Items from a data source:
++++++

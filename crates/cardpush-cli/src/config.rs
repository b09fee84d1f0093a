//! Configuration for an import run
//!
//! Values are resolved in three layers: built-in defaults, then `CARDPUSH_*`
//! environment variables, then command-line flags.

use crate::error::{CliError, Result};
use crate::selection::UploadSelection;
use crate::upload::pacer::{DEFAULT_BATCH_SIZE, DEFAULT_BATCH_TIMEOUT_SECS};
use crate::upload::UploadOptions;
use cardpush_common::digest::DigestAlgorithm;
use serde::{Deserialize, Serialize};
use std::str::FromStr;
use std::time::Duration;

// ============================================================================
// Configuration Constants
// ============================================================================

/// Per-request HTTP timeout in seconds
pub const DEFAULT_HTTP_TIMEOUT_SECS: u64 = 30;

/// CardDAV server used when neither `--server` nor `CARDPUSH_SERVER` is set
pub const DEFAULT_SERVER: &str = "localhost";

/// Tunables of an import run
#[derive(Debug, Clone, PartialEq, Serialize, Deserialize)]
pub struct ImportConfig {
    /// Uploads between two cooldowns
    pub batch_size: usize,

    /// Cooldown length in seconds
    pub batch_timeout_secs: f64,

    /// 0-based index of the first item to upload
    pub start_index: usize,

    pub selection: UploadSelection,

    /// Digest behind the contact identifiers
    pub digest: DigestAlgorithm,

    pub http_timeout_secs: u64,
}

impl Default for ImportConfig {
    fn default() -> Self {
        Self {
            batch_size: DEFAULT_BATCH_SIZE,
            batch_timeout_secs: DEFAULT_BATCH_TIMEOUT_SECS,
            start_index: 0,
            selection: UploadSelection::default(),
            digest: DigestAlgorithm::default(),
            http_timeout_secs: DEFAULT_HTTP_TIMEOUT_SECS,
        }
    }
}

impl ImportConfig {
    /// Defaults overridden by environment variables
    ///
    /// Environment variables:
    /// - `CARDPUSH_BATCH_SIZE`
    /// - `CARDPUSH_BATCH_TIMEOUT` (seconds, fractions allowed)
    /// - `CARDPUSH_START_INDEX`
    /// - `CARDPUSH_SELECT` (all, complete, with-email)
    /// - `CARDPUSH_DIGEST` (sha256, sha512, blake3)
    /// - `CARDPUSH_TIMEOUT_SECS`
    pub fn from_env() -> Result<Self> {
        let mut config = Self::default();

        if let Some(v) = env_var("CARDPUSH_BATCH_SIZE")? {
            config.batch_size = v;
        }
        if let Some(v) = env_var("CARDPUSH_BATCH_TIMEOUT")? {
            config.batch_timeout_secs = v;
        }
        if let Some(v) = env_var("CARDPUSH_START_INDEX")? {
            config.start_index = v;
        }
        if let Some(v) = env_var("CARDPUSH_SELECT")? {
            config.selection = v;
        }
        if let Some(v) = env_var("CARDPUSH_DIGEST")? {
            config.digest = v;
        }
        if let Some(v) = env_var("CARDPUSH_TIMEOUT_SECS")? {
            config.http_timeout_secs = v;
        }

        Ok(config)
    }

    /// Validated pacing options
    pub fn upload_options(&self) -> Result<UploadOptions> {
        UploadOptions::new(self.batch_size, self.batch_timeout_secs, self.start_index)
    }

    pub fn http_timeout(&self) -> Duration {
        Duration::from_secs(self.http_timeout_secs)
    }
}

fn env_var<T>(name: &str) -> Result<Option<T>>
where
    T: FromStr,
    T::Err: std::fmt::Display,
{
    match std::env::var(name) {
        Ok(raw) => raw
            .trim()
            .parse()
            .map(Some)
            .map_err(|e| CliError::config(format!("invalid {}='{}': {}", name, raw, e))),
        Err(_) => Ok(None),
    }
}
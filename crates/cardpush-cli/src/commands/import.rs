//! `cardpush` import command
//!
//! Reads a vCard file, derives an identifier per record, and uploads the
//! selected records one by one.

use crate::carddav::{CardDavClient, ContactWriter, Credentials};
use crate::config::ImportConfig;
use crate::error::{CliError, Result};
use crate::ids::{self, Item};
use crate::observer::ImportObserver;
use crate::upload::{Cooldown, Pacer, RunState, UploadSummary};
use crate::vcard;
use colored::Colorize;
use std::path::PathBuf;

/// Everything one import run needs
#[derive(Debug, Clone)]
pub struct ImportRequest {
    pub file: PathBuf,
    /// Bare host or base URL of the CardDAV server
    pub server: String,
    pub credentials: Credentials,
    pub config: ImportConfig,
    /// Stop after identifier generation and list the planned uploads
    pub dry_run: bool,
}

/// Result of a successful run
#[derive(Debug, Clone, PartialEq, Eq)]
pub enum ImportOutcome {
    Uploaded(UploadSummary),
    /// Dry run; holds the items that would have been uploaded
    Planned(Vec<Item>),
}

/// Extract, identify and select items from file text
///
/// Identifiers and collisions cover every block; the selection policy is
/// applied afterwards.
pub fn prepare(text: &str, config: &ImportConfig, observer: &dyn ImportObserver) -> Result<Vec<Item>> {
    let blocks = vcard::split_records(text);
    let found = blocks.len();
    let with_email = blocks.iter().filter(|b| vcard::has_email(b)).count();

    observer.state_changed(&RunState::GeneratingIds);
    let items = match ids::generate_all_with(blocks, config.digest, observer) {
        Ok(items) => items,
        Err(err) => {
            if let CliError::Collision { second, .. } = &err {
                observer.state_changed(&RunState::Failed(second - 1));
            }
            return Err(err);
        },
    };

    let selected = config.selection.apply(items);
    observer.records_selected(selected.len(), with_email, found);
    Ok(selected)
}

/// Run an import against the server named in the request
pub async fn run(
    request: &ImportRequest,
    cooldown: &dyn Cooldown,
    observer: &dyn ImportObserver,
) -> Result<ImportOutcome> {
    let client = CardDavClient::new(&request.server, request.config.http_timeout())?;
    run_with_writer(request, &client, cooldown, observer).await
}

/// [`run`] with an explicit writer
pub async fn run_with_writer(
    request: &ImportRequest,
    writer: &dyn ContactWriter,
    cooldown: &dyn Cooldown,
    observer: &dyn ImportObserver,
) -> Result<ImportOutcome> {
    // Bad options fail before the file is touched.
    let options = request.config.upload_options()?;

    observer.state_changed(&RunState::NotStarted);
    observer.state_changed(&RunState::Extracting);
    let text = tokio::fs::read_to_string(&request.file).await?;
    let items = prepare(&text, &request.config, observer)?;

    if request.dry_run {
        print_plan(&items, options.start_index());
        return Ok(ImportOutcome::Planned(items));
    }

    let summary = Pacer::new(writer, cooldown, observer)
        .run(&items, &request.credentials, &options)
        .await?;

    println!(
        "{} {} contact(s) uploaded ({} skipped, {} cooldown(s))",
        "✓".green().bold(),
        summary.uploaded,
        summary.start_index.min(summary.total),
        summary.cooldowns
    );

    Ok(ImportOutcome::Uploaded(summary))
}

fn print_plan(items: &[Item], start_index: usize) {
    for (index, item) in items.iter().enumerate().skip(start_index) {
        println!("{}\t{}", index + 1, item.id);
    }
    println!(
        "{} {} contact(s) would be uploaded",
        "→".cyan(),
        items.len().saturating_sub(start_index)
    );
}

++++++

- TASK DETAILS: Print exactly the lines above from the one with "pub fn prepare(text: &str, config: &ImportConfig, observer: &dyn" to the one with "observer.state_changed(&RunState::GeneratingIds);", including both.

- ANSWER BOX:
pub fn prepare(text: &str, config: &ImportConfig, observer: &dyn ImportObserver) -> Result<Vec<Item>> {
    let blocks = vcard::split_records(text);
    let found = blocks.len();
    let with_email = blocks.iter().filter(|b| vcard::has_email(b)).count();

    observer.state_changed(&RunState::GeneratingIds);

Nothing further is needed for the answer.